Stored data
______

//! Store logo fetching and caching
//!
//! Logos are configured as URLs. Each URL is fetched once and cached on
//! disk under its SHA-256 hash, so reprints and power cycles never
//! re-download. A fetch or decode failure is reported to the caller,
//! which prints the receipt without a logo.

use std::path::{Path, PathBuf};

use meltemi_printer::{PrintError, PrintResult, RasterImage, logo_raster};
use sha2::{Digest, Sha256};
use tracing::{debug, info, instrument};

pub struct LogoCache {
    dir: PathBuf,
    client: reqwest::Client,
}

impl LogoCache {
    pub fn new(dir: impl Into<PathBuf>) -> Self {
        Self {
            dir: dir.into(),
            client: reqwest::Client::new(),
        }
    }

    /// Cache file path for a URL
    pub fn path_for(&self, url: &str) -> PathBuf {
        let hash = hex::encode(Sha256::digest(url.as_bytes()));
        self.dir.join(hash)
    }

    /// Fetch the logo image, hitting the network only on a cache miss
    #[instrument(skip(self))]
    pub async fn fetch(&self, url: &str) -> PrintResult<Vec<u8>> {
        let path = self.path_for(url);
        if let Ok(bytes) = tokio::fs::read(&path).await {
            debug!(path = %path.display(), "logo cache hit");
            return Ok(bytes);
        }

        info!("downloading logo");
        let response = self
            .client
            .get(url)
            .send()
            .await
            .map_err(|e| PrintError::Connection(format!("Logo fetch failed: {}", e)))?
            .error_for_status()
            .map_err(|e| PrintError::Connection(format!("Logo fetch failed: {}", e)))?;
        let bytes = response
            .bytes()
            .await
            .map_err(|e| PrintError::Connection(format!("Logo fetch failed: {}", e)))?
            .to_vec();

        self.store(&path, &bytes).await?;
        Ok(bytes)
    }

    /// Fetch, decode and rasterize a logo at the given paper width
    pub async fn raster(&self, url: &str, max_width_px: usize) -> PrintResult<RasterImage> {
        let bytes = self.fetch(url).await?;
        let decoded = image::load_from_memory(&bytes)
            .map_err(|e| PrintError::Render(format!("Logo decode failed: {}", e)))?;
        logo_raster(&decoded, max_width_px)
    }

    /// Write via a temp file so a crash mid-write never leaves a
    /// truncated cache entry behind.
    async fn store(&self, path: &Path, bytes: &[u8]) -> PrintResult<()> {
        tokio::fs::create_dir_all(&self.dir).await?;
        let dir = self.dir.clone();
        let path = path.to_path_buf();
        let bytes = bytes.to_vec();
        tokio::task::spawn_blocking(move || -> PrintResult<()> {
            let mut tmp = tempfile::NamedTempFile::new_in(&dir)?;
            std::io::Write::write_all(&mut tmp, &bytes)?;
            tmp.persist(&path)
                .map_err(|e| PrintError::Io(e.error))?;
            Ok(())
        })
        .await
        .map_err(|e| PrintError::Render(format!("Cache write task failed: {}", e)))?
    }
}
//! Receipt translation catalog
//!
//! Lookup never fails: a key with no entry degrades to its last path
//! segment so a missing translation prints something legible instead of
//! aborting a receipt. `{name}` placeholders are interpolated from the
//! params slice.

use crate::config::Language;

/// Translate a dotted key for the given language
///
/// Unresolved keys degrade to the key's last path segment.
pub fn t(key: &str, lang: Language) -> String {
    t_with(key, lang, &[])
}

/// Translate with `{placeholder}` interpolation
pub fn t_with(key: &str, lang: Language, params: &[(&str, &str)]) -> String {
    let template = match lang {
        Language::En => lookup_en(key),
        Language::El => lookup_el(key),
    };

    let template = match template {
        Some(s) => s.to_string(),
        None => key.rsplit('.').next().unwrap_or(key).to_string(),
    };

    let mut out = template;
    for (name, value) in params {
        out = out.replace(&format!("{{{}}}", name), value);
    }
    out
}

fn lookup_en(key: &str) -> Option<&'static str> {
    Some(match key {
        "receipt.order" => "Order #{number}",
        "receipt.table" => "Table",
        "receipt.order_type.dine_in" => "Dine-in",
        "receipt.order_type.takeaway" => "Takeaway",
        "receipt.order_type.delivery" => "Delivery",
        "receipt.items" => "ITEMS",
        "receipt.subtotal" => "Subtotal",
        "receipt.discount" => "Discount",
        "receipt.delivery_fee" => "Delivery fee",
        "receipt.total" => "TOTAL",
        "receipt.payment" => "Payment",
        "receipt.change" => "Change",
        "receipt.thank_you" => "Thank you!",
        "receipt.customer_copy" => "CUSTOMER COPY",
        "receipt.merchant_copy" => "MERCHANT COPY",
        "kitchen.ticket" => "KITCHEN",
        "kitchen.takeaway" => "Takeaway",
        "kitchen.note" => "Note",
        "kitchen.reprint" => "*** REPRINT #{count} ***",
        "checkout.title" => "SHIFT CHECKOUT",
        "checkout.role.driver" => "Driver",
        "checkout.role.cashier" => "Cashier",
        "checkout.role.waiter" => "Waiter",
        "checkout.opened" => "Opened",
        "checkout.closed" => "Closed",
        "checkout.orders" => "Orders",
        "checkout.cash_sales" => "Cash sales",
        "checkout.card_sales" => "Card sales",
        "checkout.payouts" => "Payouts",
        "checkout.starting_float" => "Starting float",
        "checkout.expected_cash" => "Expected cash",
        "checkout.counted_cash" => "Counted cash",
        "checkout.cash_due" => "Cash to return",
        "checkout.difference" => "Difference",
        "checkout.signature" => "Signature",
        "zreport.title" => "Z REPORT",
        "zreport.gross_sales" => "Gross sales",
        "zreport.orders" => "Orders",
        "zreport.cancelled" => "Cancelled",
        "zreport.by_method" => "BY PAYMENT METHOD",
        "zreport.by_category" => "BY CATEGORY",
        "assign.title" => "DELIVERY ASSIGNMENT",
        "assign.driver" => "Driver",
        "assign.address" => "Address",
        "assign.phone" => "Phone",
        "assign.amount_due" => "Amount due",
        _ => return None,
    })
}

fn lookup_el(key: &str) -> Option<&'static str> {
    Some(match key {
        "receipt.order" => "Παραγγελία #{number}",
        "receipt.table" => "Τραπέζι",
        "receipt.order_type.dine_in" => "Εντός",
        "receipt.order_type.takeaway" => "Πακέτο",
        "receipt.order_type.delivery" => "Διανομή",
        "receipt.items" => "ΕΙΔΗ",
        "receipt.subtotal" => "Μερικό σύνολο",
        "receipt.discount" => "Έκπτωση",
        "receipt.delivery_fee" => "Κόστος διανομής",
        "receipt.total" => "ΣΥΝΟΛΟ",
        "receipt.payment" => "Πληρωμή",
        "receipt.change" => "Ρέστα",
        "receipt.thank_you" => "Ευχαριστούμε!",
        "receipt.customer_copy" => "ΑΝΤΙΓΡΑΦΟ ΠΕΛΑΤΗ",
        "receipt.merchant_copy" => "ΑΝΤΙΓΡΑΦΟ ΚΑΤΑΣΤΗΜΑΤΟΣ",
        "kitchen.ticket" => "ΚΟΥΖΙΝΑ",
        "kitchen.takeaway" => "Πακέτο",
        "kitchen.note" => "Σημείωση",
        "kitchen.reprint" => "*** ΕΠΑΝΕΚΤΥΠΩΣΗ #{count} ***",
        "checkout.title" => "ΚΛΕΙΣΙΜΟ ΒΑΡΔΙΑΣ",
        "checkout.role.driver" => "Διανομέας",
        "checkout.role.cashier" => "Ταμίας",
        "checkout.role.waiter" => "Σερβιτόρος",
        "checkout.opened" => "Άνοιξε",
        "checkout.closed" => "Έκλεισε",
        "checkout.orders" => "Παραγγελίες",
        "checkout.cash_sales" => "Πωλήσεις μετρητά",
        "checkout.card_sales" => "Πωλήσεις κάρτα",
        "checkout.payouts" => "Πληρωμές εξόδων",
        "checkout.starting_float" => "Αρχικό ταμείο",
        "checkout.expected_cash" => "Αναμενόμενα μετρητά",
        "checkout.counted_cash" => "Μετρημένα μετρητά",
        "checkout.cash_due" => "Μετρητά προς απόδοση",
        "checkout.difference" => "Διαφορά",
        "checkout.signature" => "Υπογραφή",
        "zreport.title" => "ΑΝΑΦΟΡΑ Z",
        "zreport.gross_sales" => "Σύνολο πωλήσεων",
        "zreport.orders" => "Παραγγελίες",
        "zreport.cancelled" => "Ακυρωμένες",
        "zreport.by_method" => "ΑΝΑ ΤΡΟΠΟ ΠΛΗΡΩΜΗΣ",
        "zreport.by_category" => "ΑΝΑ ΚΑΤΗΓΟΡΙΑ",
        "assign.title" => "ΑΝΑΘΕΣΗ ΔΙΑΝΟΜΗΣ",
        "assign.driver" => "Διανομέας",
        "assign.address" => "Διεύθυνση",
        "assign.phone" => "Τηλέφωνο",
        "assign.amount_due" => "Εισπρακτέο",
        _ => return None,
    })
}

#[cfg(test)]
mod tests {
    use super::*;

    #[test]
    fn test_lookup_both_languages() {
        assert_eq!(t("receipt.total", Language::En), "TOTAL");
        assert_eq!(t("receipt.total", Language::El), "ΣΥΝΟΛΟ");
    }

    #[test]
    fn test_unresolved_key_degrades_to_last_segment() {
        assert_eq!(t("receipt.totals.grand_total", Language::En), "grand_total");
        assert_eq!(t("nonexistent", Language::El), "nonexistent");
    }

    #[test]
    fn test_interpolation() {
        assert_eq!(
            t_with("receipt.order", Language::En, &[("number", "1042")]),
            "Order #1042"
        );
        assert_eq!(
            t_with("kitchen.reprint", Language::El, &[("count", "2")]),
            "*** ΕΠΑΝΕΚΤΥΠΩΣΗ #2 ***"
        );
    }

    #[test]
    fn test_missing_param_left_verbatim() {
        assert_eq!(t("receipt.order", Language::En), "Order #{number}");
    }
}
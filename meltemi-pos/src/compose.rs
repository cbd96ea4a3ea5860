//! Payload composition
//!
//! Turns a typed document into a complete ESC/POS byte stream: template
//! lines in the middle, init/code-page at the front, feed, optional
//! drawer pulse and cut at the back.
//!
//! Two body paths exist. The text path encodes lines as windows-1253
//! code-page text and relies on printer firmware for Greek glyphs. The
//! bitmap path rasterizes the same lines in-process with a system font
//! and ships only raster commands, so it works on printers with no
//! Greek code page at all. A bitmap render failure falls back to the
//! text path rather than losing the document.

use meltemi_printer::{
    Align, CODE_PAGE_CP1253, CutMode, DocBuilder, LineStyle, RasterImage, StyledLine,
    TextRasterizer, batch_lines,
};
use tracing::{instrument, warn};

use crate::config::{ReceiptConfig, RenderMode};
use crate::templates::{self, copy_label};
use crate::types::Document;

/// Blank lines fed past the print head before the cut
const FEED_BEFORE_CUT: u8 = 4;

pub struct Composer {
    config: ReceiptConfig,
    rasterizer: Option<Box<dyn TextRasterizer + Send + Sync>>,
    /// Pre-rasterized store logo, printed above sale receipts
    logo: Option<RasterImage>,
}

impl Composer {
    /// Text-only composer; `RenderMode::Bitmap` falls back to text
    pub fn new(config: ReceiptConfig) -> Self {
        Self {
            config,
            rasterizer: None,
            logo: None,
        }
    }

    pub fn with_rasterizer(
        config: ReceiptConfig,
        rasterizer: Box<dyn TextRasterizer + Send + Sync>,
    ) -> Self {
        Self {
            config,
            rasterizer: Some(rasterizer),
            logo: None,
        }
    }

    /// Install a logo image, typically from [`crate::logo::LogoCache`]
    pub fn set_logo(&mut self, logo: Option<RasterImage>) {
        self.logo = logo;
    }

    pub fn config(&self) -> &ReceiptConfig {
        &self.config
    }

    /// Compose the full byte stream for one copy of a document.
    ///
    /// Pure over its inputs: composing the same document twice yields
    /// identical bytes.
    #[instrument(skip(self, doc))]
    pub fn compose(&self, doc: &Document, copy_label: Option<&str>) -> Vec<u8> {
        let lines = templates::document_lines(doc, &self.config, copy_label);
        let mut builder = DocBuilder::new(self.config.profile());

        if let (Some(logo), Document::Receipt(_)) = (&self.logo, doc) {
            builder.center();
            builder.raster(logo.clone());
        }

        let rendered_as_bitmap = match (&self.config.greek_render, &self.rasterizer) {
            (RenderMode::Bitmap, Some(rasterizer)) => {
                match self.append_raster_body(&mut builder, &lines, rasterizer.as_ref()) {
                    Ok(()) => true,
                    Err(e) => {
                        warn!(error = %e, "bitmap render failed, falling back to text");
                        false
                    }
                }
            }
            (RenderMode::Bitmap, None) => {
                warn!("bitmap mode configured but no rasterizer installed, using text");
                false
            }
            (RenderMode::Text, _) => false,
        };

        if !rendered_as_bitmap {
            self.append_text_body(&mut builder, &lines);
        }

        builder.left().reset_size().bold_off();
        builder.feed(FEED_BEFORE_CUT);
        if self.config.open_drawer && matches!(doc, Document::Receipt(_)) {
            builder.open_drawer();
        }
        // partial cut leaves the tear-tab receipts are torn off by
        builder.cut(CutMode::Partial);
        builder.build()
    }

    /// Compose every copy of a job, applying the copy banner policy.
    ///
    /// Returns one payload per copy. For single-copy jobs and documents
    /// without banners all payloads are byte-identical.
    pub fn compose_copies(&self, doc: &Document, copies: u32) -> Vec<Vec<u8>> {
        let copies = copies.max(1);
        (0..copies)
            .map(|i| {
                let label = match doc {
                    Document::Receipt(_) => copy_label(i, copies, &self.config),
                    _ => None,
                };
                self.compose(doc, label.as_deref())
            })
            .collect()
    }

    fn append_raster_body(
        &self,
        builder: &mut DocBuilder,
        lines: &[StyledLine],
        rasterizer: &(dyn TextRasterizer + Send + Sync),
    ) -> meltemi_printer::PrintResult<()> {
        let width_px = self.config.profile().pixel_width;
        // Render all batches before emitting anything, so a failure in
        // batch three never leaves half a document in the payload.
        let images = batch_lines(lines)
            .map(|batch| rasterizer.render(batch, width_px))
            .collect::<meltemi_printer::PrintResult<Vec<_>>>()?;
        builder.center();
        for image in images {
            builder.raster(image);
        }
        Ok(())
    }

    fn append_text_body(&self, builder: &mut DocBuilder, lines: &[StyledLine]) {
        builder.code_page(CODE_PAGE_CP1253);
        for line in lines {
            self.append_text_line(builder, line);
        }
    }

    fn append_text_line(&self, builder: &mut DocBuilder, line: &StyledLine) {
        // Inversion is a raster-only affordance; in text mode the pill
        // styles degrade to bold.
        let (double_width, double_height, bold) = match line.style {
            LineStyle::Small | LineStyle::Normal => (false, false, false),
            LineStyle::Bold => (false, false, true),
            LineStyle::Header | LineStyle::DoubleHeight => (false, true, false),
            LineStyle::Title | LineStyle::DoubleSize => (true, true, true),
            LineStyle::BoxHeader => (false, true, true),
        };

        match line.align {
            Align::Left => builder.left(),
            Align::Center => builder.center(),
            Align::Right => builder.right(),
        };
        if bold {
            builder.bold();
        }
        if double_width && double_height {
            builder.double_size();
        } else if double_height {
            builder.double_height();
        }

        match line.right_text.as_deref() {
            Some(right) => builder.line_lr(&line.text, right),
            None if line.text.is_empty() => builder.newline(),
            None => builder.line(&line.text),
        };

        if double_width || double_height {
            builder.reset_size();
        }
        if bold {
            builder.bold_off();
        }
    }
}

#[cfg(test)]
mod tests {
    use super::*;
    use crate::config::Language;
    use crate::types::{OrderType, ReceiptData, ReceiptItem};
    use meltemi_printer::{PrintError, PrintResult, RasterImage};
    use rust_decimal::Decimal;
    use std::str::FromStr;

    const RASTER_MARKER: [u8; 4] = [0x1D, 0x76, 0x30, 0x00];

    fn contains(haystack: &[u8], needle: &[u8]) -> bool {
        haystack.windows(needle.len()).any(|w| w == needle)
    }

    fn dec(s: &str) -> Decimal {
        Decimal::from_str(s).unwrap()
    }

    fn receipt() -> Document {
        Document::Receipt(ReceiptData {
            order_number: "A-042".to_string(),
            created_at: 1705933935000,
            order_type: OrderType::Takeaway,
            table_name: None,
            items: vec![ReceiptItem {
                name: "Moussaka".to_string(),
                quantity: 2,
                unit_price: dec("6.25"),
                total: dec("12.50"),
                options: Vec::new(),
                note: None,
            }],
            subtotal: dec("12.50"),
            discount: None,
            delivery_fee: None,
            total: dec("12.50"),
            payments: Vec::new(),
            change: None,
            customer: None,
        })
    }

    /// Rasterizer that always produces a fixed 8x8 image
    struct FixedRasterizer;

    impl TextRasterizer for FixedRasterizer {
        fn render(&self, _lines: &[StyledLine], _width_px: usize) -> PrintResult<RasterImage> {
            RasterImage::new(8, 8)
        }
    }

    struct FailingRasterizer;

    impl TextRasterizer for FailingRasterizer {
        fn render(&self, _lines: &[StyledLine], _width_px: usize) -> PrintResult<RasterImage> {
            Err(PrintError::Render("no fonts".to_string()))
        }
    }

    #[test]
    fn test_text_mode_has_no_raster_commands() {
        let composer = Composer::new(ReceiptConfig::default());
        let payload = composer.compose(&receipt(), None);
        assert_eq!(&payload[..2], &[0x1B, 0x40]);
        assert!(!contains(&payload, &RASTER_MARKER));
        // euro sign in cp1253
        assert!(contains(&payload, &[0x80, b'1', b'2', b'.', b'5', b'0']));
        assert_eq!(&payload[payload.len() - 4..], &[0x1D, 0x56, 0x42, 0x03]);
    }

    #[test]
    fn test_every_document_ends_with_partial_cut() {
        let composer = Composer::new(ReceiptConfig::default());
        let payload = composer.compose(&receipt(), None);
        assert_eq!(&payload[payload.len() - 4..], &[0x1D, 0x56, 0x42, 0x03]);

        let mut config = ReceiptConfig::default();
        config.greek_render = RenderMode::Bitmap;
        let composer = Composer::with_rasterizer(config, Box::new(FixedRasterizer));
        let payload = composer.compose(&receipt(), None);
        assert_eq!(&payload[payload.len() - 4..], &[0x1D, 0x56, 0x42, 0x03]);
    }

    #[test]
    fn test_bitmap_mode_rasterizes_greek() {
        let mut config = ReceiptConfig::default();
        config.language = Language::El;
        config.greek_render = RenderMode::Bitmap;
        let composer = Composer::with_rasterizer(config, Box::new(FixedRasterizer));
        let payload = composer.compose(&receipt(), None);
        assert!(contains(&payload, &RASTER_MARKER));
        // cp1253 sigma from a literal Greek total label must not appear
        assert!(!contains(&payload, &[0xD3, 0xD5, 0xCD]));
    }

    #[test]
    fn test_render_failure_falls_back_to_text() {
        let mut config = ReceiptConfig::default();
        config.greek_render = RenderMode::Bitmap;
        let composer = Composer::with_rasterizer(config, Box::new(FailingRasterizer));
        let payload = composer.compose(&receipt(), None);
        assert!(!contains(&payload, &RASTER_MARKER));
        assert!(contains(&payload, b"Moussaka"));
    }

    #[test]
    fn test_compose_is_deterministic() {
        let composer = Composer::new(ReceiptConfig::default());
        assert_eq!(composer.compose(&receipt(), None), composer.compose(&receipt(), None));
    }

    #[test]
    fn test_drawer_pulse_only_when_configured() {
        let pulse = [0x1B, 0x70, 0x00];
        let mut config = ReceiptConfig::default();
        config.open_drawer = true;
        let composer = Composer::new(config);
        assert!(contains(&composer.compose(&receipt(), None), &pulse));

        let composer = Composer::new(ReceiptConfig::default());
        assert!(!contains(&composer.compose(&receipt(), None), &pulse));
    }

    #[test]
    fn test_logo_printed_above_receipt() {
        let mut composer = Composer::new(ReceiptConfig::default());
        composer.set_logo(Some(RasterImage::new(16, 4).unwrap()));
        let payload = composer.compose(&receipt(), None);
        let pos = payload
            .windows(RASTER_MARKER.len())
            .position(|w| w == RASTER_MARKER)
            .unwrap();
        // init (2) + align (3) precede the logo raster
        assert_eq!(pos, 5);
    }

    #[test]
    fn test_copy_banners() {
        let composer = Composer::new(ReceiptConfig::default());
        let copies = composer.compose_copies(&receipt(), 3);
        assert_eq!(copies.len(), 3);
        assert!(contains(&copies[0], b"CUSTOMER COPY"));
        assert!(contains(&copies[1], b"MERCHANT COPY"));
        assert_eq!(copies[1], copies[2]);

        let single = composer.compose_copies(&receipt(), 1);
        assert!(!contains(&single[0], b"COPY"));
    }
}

______

Show, from the records above, every line that includes "await".

• [Task answer]:
        if let Ok(bytes) = tokio::fs::read(&path).await {
            .await
            .await
        self.store(&path, &bytes).await?;
        let bytes = self.fetch(url).await?;
        tokio::fs::create_dir_all(&self.dir).await?;
        .await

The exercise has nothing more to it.